# PySpark Case Demo - Products Recommendation using Random Forest ###########

# Question 
## What is the probability that a given customer will like a certain product?

<br>


# The Data 
### 1) The data set includes both product and customer Info
###  2) Feedback column is customer's response to a certain product 
### 3) All mock-up stuff, only to highlight what's possible using PySpark scripts
<br>

![caption](data_head.png)

<br>
<br>


# Steps covered in this notebook: 
### 1) data pre-processing
### 2) Using ml random forest classifier for binary classification 
### 3) Measuring performance using AUC score 
### 4) Different strategies to handle the problem of unbalanced dataset
<br>
<br>


# PySpark, start!

### Load libraries

In [None]:
from pyspark.ml import Pipeline
from pyspark.ml.classification import DecisionTreeClassifier
from pyspark.ml.classification import RandomForestClassifier as RF
from pyspark.ml.clustering import KMeans
from pyspark.ml.feature import StringIndexer, VectorIndexer, VectorAssembler, SQLTransformer
from pyspark.ml.evaluation import MulticlassClassificationEvaluator, BinaryClassificationEvaluator
from pyspark.ml.tuning import CrossValidator, ParamGridBuilder
import pandas as pd
import numpy as np
import functools
from pyspark.ml.feature import OneHotEncoder

### Read in data

In [None]:
# ensure all the 'context' things will be taken care of by your Big Data team
tableData = sqlContext.table('db.your_table_containing_products_feedback_information')

In [3]:
cols_select = ['prod_price',
               'prod_feat_1',
               'prod_feat_2',
               'cust_age',
               'prod_feat_3',
               'cust_region',
               'prod_type',
               'cust_sex',
               'cust_title',
               'feedback']
df = tableData.select(cols_select).dropDuplicates()

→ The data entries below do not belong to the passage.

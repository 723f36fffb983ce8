use eframe::egui;
use serde::{Deserialize, Serialize};
use std::fmt;
use std::str::FromStr;

use crate::error::ChainError;

#[derive(Clone, Copy, Debug, PartialEq, Eq, Hash)]
pub enum NodeKind {
    /// Chain endpoint, attached to a diagram shape.
    Anchor,
    /// Pure bend point strictly between the anchors.
    Intermediate,
}

impl NodeKind {
    pub fn as_tag(self) -> &'static str {
        match self {
            NodeKind::Anchor => "Termination",
            NodeKind::Intermediate => "Intermediate",
        }
    }
}

impl fmt::Display for NodeKind {
    fn fmt(&self, f: &mut fmt::Formatter<'_>) -> fmt::Result {
        f.write_str(self.as_tag())
    }
}

/// Unrecognised node kind tag.
#[derive(Clone, Debug, PartialEq, Eq)]
pub struct UnknownKindTag(pub String);

impl FromStr for NodeKind {
    type Err = UnknownKindTag;

    fn from_str(s: &str) -> Result<Self, Self::Err> {
        match s {
            "Termination" => Ok(NodeKind::Anchor),
            "Intermediate" => Ok(NodeKind::Intermediate),
            other => Err(UnknownKindTag(other.to_string())),
        }
    }
}

/// Persisted form of a chain, nested from the start anchor onwards.
///
/// `next_type` names the kind of `next`, so the start node is always an anchor and a
/// record without `next` is the end anchor.
#[derive(Clone, Debug, PartialEq, Serialize, Deserialize)]
pub struct NodeRecord {
    pub x: f32,
    pub y: f32,
    #[serde(default)]
    pub next: Option<Box<NodeRecord>>,
    #[serde(rename = "nextType", default, skip_serializing_if = "Option::is_none")]
    pub next_type: Option<String>,
}

impl Drop for NodeRecord {
    // Unlink iteratively; the default drop recurses once per node.
    fn drop(&mut self) {
        let mut next = self.next.take();
        while let Some(mut node) = next {
            next = node.next.take();
        }
    }
}

impl NodeRecord {
    pub fn position(&self) -> egui::Pos2 {
        egui::pos2(self.x, self.y)
    }

    /// Kind of the next node, if there is one.
    pub(crate) fn next_kind(&self, index: usize) -> Result<Option<NodeKind>, ChainError> {
        if self.next.is_none() {
            return Ok(None);
        }
        let Some(tag) = self.next_type.as_deref() else {
            return Err(ChainError::MissingKind { index });
        };
        tag.parse::<NodeKind>()
            .map(Some)
            .map_err(|UnknownKindTag(tag)| ChainError::UnknownKind { index, tag })
    }

    /// Builds the nested record from nodes in chain order.
    ///
    /// Built back to front so nesting depth never costs stack.
    pub(crate) fn from_nodes(nodes: &[(egui::Pos2, NodeKind)]) -> Option<Self> {
        let mut tail: Option<(Box<NodeRecord>, NodeKind)> = None;
        for &(pos, kind) in nodes.iter().rev() {
            let (next, next_type) = match tail.take() {
                Some((record, next_kind)) => (Some(record), Some(next_kind.as_tag().to_string())),
                None => (None, None),
            };
            let record = Box::new(NodeRecord {
                x: pos.x,
                y: pos.y,
                next,
                next_type,
            });
            tail = Some((record, kind));
        }
        tail.map(|(record, _)| *record)
    }
}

### Data preprocessing - Combine 'Neutral's and 'Negative's into 'Negative's

In [None]:
from matplotlib import pyplot as plt
%matplotlib inline
print("Histograms below: ")

responses = df.groupBy('feedback').count().collect() # list of Rows
categories = [i[0] for i in responses]
counts = [i[1] for i in responses]

ind = np.array(range(len(categories)))
width = 0.35
plt.bar(ind, counts, width=width, color='r')

plt.ylabel('counts')
plt.title('Response distribution')
plt.xticks(ind + width/2., categories)

Histograms below: 

![caption](files/hist.png)

In [None]:
from pyspark.sql.functions import udf
from pyspark.sql.types import StringType
 
binarize = lambda x: 'Negative' if x == 'Neutral' else x
 
udfValueToCategory = udf(binarize, StringType())
df = df.withColumn("binary_response", udfConvertResponse("feedback"))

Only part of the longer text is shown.